C'est le grand problème de cet accident : il suffit d'isoler un élément pour démontrer que le pilote n'a pas eu les réactions qu'il aurait fallu avoir.
Il suffit de dire
"Regardez, le pilote ne fait pas ce qu'il fallait faire" sans mettre en face le désordre instrumental et technique qui justifie ces erreurs.
Toute la difficulté est de placer cet évènement dans le contexte global.
Cette façon d'analyser l'accident est celle retenue par les expertises. Ainsi il devient aisé d'accuser les pilotes et ce faisant de disculper l'avion.
• L'avion a très rapidement perdue son énergie (échangée contre de la prise d'altitude).
• Si vous placez votre Sidestick comme l'a fait le copilote aux commandes, le résultat ne se fait pas attendre, un avion ne demandant qu'à descendre ...
Pourtant celui-ci a réagi mollement.

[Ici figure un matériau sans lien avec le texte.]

//! Named character reference trie.
//!
//! [§ 13.2.5.73 Named character reference state](https://html.spec.whatwg.org/multipage/parsing.html#named-character-reference-state)
//!
//! "Consume the maximum number of characters possible, where the consumed
//! characters are one of the identifiers in the named character references
//! table."
//!
//! The tokenizer walks this trie one code point at a time, remembering the
//! deepest node that carries a value. The trie is built once from the
//! generated [`ENTITIES`] table.

use std::sync::LazyLock;

use super::entities::ENTITIES;

/// Index of a trie node.
pub type TrieIndex = usize;

#[derive(Debug, Default)]
struct TrieNode {
    /// Children sorted by code point.
    children: Vec<(char, TrieIndex)>,
    /// Replacement text if the path to this node is a complete reference name.
    value: Option<&'static str>,
}

/// A trie over named character reference names (without the leading `&`).
#[derive(Debug)]
pub struct EntityTrie {
    nodes: Vec<TrieNode>,
}

impl EntityTrie {
    /// The root node; the empty name.
    pub const ROOT: TrieIndex = 0;

    fn build(entries: &[(&'static str, &'static str)]) -> Self {
        let mut nodes = vec![TrieNode::default()];
        for &(name, value) in entries {
            let mut at = Self::ROOT;
            for c in name.chars() {
                at = match nodes[at].children.binary_search_by_key(&c, |&(k, _)| k) {
                    Ok(i) => nodes[at].children[i].1,
                    Err(i) => {
                        let next = nodes.len();
                        nodes.push(TrieNode::default());
                        nodes[at].children.insert(i, (c, next));
                        next
                    }
                };
            }
            nodes[at].value = Some(value);
        }
        Self { nodes }
    }

    /// Step from `node` along `c`.
    #[must_use]
    pub fn child(&self, node: TrieIndex, c: char) -> Option<TrieIndex> {
        let children = &self.nodes.get(node)?.children;
        children
            .binary_search_by_key(&c, |&(k, _)| k)
            .ok()
            .map(|i| children[i].1)
    }

    /// Replacement text for the name ending at `node`.
    #[must_use]
    pub fn value(&self, node: TrieIndex) -> Option<&'static str> {
        self.nodes.get(node).and_then(|n| n.value)
    }

    /// Number of nodes in the trie.
    #[must_use]
    pub fn len(&self) -> usize {
        self.nodes.len()
    }

    /// Whether the trie holds no names.
    #[must_use]
    pub fn is_empty(&self) -> bool {
        self.nodes.len() == 1
    }
}

/// The trie of every named character reference.
pub static ENTITY_TRIE: LazyLock<EntityTrie> = LazyLock::new(|| EntityTrie::build(ENTITIES));

/// Look up a complete reference name (without the leading `&`).
///
/// ```
/// use weft_html::tokenizer::named_character_references::lookup_entity;
///
/// assert_eq!(lookup_entity("amp;"), Some("&"));
/// assert_eq!(lookup_entity("amp"), Some("&"));
/// assert_eq!(lookup_entity("xyz;"), None);
/// ```
#[must_use]
pub fn lookup_entity(name: &str) -> Option<&'static str> {
    let trie = &*ENTITY_TRIE;
    let mut at = EntityTrie::ROOT;
    for c in name.chars() {
        at = trie.child(at, c)?;
    }
    trie.value(at)
}

/// Longest reference name that prefixes `input`, with matching stopped at
/// the first name ending in `;`.
///
/// Returns the number of bytes of `input` the name covers and its
/// replacement text.
#[must_use]
pub fn longest_match(input: &str) -> Option<(usize, &'static str)> {
    let trie = &*ENTITY_TRIE;
    let mut at = EntityTrie::ROOT;
    let mut best = None;
    for (i, c) in input.char_indices() {
        let Some(next) = trie.child(at, c) else {
            break;
        };
        at = next;
        if let Some(value) = trie.value(at) {
            best = Some((i + c.len_utf8(), value));
            if c == ';' {
                break;
            }
        }
    }
    best
}

#[cfg(test)]
mod tests {
    use super::*;

    #[test]
    fn holds_every_entity() {
        for &(name, value) in ENTITIES {
            assert_eq!(lookup_entity(name), Some(value), "{name}");
        }
    }

    #[test]
    fn prefixes_are_not_values() {
        assert_eq!(lookup_entity("no"), None);
        assert_eq!(lookup_entity(""), None);
    }

    #[test]
    fn longest_match_prefers_semicolon_form() {
        assert_eq!(longest_match("notin;"), Some((6, "\u{2209}")));
        assert_eq!(longest_match("notit"), Some((3, "\u{AC}")));
        assert_eq!(longest_match("amp;lt;"), Some((4, "&")));
        assert_eq!(longest_match("zzz"), None);
    }

    #[test]
    fn two_code_point_values() {
        assert_eq!(lookup_entity("NotEqualTilde;"), Some("\u{2242}\u{338}"));
    }
}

Si procès il y a je parie que seront produits des témoignages de pilotes qui dans ces situations de lois dégradées sur Airbus se sont plaints d'une "mollesse" de l'avion aux ordres à piquer : gains modifiés, facteur de charge se mélangeant les pinceaux entre demande du pilote et turbulences, faible efficacité de la gouverne de profondeur masquée par le PHR en évolution vers plein cabrer ?...)
Allez dans un aéro-club, demandez au pilote de pousser sur son manche, un petit peu, juste de quelques degrés : vous aurez vite compris ! Entre haut le coeur et bosse sur le crâne !

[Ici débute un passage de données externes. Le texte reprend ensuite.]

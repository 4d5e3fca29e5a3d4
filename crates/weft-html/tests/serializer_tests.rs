//! Integration tests for serialization back to markup.

use std::thread;

use weft_dom::{DomTree, Namespace, TreeAdapter};
use weft_html::{dump_tree, parse_document, parse_fragment, serialize, serialize_outer};

/// Helper to parse and serialize a whole document.
fn round_trip(html: &str) -> String {
    let tree = parse_document(html);
    serialize(&tree, &tree.root())
}

/// Helper to build `depth` nested `<div>` elements under the document root.
fn nested_divs(depth: usize) -> DomTree {
    let mut tree = DomTree::new();
    let mut parent = tree.root();
    for _ in 0..depth {
        let div = tree.create_element("div", Namespace::Html, Vec::new());
        tree.append_child(parent, div);
        parent = div;
    }
    tree
}

/// Helper to run `f` on a thread with a small stack.
fn on_small_stack<F: FnOnce() + Send + 'static>(f: F) {
    thread::Builder::new()
        .stack_size(256 * 1024)
        .spawn(f)
        .unwrap()
        .join()
        .unwrap();
}

/// Helper to parse a fragment in a `<div>` and serialize it.
fn round_trip_fragment(html: &str) -> String {
    let (tree, fragment) = parse_fragment(html, "div");
    serialize(&tree, &fragment)
}

#[test]
fn test_document_with_doctype() {
    assert_eq!(
        round_trip("<!DOCTYPE html><title>t</title><p>a"),
        "<!DOCTYPE html><html><head><title>t</title></head><body><p>a</p></body></html>"
    );
}

#[test]
fn test_void_elements_have_no_end_tag() {
    assert_eq!(
        round_trip_fragment("a<br>b<img src=x.png><input>"),
        "a<br>b<img src=\"x.png\"><input>"
    );
}

#[test]
fn test_text_escaping() {
    assert_eq!(
        round_trip_fragment("a &lt;b&gt; &amp;&nbsp;"),
        "a &lt;b&gt; &amp;&nbsp;"
    );
}

#[test]
fn test_attribute_escaping() {
    assert_eq!(
        round_trip_fragment(r#"<p title='say "x" & <y>'></p>"#),
        r#"<p title="say &quot;x&quot; &amp; <y>"></p>"#
    );
}

#[test]
fn test_raw_text_is_not_escaped() {
    assert_eq!(
        round_trip_fragment("<script>if (a < b && c) {}</script><style>p > a {}</style>"),
        "<script>if (a < b && c) {}</script><style>p > a {}</style>"
    );
}

#[test]
fn test_comments() {
    assert_eq!(round_trip_fragment("a<!-- b -->c"), "a<!-- b -->c");
}

#[test]
fn test_leading_newline_in_pre_survives() {
    // The parser drops one newline after `<pre>`, so the second one must be
    // written back with an extra newline in front of it.
    assert_eq!(round_trip_fragment("<pre>\n\nx</pre>"), "<pre>\n\nx</pre>");
    assert_eq!(round_trip_fragment("<pre>\nx</pre>"), "<pre>x</pre>");
}

#[test]
fn test_template_serializes_its_contents() {
    let (tree, fragment) = parse_fragment("<template><b>x</b></template>", "div");
    let template = tree.get_first_child(&fragment).unwrap();
    assert_eq!(serialize(&tree, &template), "<b>x</b>");
    assert_eq!(
        serialize_outer(&tree, &template),
        "<template><b>x</b></template>"
    );
}

#[test]
fn test_foreign_attributes_keep_their_prefix() {
    assert_eq!(
        round_trip_fragment(r##"<svg viewbox="0 0 1 1" xlink:href="#a"><path d="M0"/></svg>"##),
        r##"<svg viewBox="0 0 1 1" xlink:href="#a"><path d="M0"></path></svg>"##
    );
}

#[test]
fn test_misnested_markup_serializes_repaired() {
    assert_eq!(
        round_trip_fragment("<b>1<p>2</b>3</p>"),
        "<b>1</b><p><b>2</b>3</p>"
    );
}

#[test]
fn test_doctype_identifiers() {
    let html = r#"<!DOCTYPE html PUBLIC "-//W3C//DTD HTML 4.01//EN" "http://www.w3.org/TR/html4/strict.dtd">"#;
    let output = round_trip(html);
    assert!(output.starts_with(html), "{output}");
}

#[test]
fn test_serialized_output_reparses_to_the_same_tree() {
    let inputs = [
        "<table><tr><td>a<td>b</table>",
        "<ul><li>a<li>b</ul><p>c",
        "<p>1<b>2<i>3</p>4</i>5</b>6",
        "<select><option>a<option selected>b</select>",
    ];
    for input in inputs {
        let once = round_trip(input);
        let twice = round_trip(&once);
        assert_eq!(once, twice, "input: {input}");
    }
}

// ========== deep trees ==========

#[test]
fn test_deeply_nested_tree_serializes() {
    on_small_stack(|| {
        let depth = 50_000;
        let tree = nested_divs(depth);
        let output = serialize(&tree, &tree.root());
        assert_eq!(output.len(), depth * "<div></div>".len());
        assert!(output.starts_with("<div><div>"));
        assert!(output.ends_with("</div></div>"));

        let first = tree.first_child(tree.root()).unwrap();
        assert_eq!(serialize_outer(&tree, &first), output);
    });
}

#[test]
fn test_deeply_nested_tree_dumps() {
    on_small_stack(|| {
        let depth = 3_000;
        let tree = nested_divs(depth);
        let dump = dump_tree(&tree, &tree.root());
        let lines: Vec<&str> = dump.lines().collect();
        assert_eq!(lines.len(), depth);
        assert_eq!(lines[0], "| <div>");
        assert_eq!(lines[depth - 1], format!("| {}<div>", "  ".repeat(depth - 1)));
    });
}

Autre fait important : n'oubliez pas qu'à l'approche du décrochage, le SeedTrend (flèche verte ci-dessous) indiquait une nette accélération alors que la vitesse s'effondrait.

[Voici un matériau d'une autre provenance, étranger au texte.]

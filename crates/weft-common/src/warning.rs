//! Deduplicated parser diagnostics.
//!
//! Markup errors repeat a lot in real documents (every stray `</p>` in a
//! page produces the same complaint). These helpers make sure each distinct
//! message reaches the logger only once per component until
//! [`clear_warnings`] is called.

use std::collections::HashSet;
use std::sync::{Mutex, PoisonError};

use log::Level;

/// Global set of messages we've already logged.
static WARNED: Mutex<Option<HashSet<String>>> = Mutex::new(None);

/// Log `message` for `component` at `level`, once per unique message.
///
/// Returns `true` if the message was new and has been handed to the logger.
pub fn log_once(level: Level, component: &str, message: &str) -> bool {
    let key = format!("[{component}] {message}");
    let is_new = WARNED
        .lock()
        .unwrap_or_else(PoisonError::into_inner)
        .get_or_insert_with(HashSet::new)
        .insert(key);

    if is_new {
        log::log!(target: "weft", level, "[{component}] {message}");
    }
    is_new
}

/// Warn about a recoverable problem (logged once per unique message).
///
/// # Example
/// ```
/// weft_common::warning::warn_once("Tree Builder", "resume() called while not suspended");
/// ```
pub fn warn_once(component: &str, message: &str) {
    let _ = log_once(Level::Warn, component, message);
}

/// Forget every message recorded so far (call before parsing a new document).
pub fn clear_warnings() {
    let mut guard = WARNED.lock().unwrap_or_else(PoisonError::into_inner);
    if let Some(set) = guard.as_mut() {
        set.clear();
    }
}

#[cfg(test)]
mod tests {
    use super::*;

    #[test]
    fn repeated_messages_are_suppressed() {
        clear_warnings();
        assert!(log_once(Level::Debug, "test", "duplicate-attribute"));
        assert!(!log_once(Level::Debug, "test", "duplicate-attribute"));
        assert!(log_once(Level::Debug, "other", "duplicate-attribute"));
    }
}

Notez la situation : en bas à gauche
SPD LIM rouge : perte des vitesses. Des croix ambres autour de l'horizon artificiel, en mémoire fraîche le souvenir que l'avion est descendu avec la poussée à 80 % et qu'il a donc accéléré vers la survitesse MMO, le binz dans les commandes de vol dont les réactions sont inhabituelles, des alarmes de tous les côtés ...
"Le SpeedTrend me dit que l'avion accélère, si je maintiens le Sidestick à piquer j'aggrave la situation ... donc ?..."Le BEA s'en tape, les experts glissent dessus, les pilotes de ligne en tiennent compte. Ils le font tous les jours, le SpeedTrend est très fiable et très utile. Ceux de l'AF447 ont dû être perturbés par cette information.
Totalement fausse, mais ça ils ne pouvaient pas le savoir.
S'il y a "non lieu" le grand public restera convaincu que l'accident est imputable aux pilotes et les "anomalies" de l'avion resteront ignorées ... jusqu'au prochain incident ou accident.
S'il y a procès, Air France, les syndicats de pilotes, les familles des victimes pourront poser sur le devant de la scène d'autres arguments ... plus techniques et incontestables.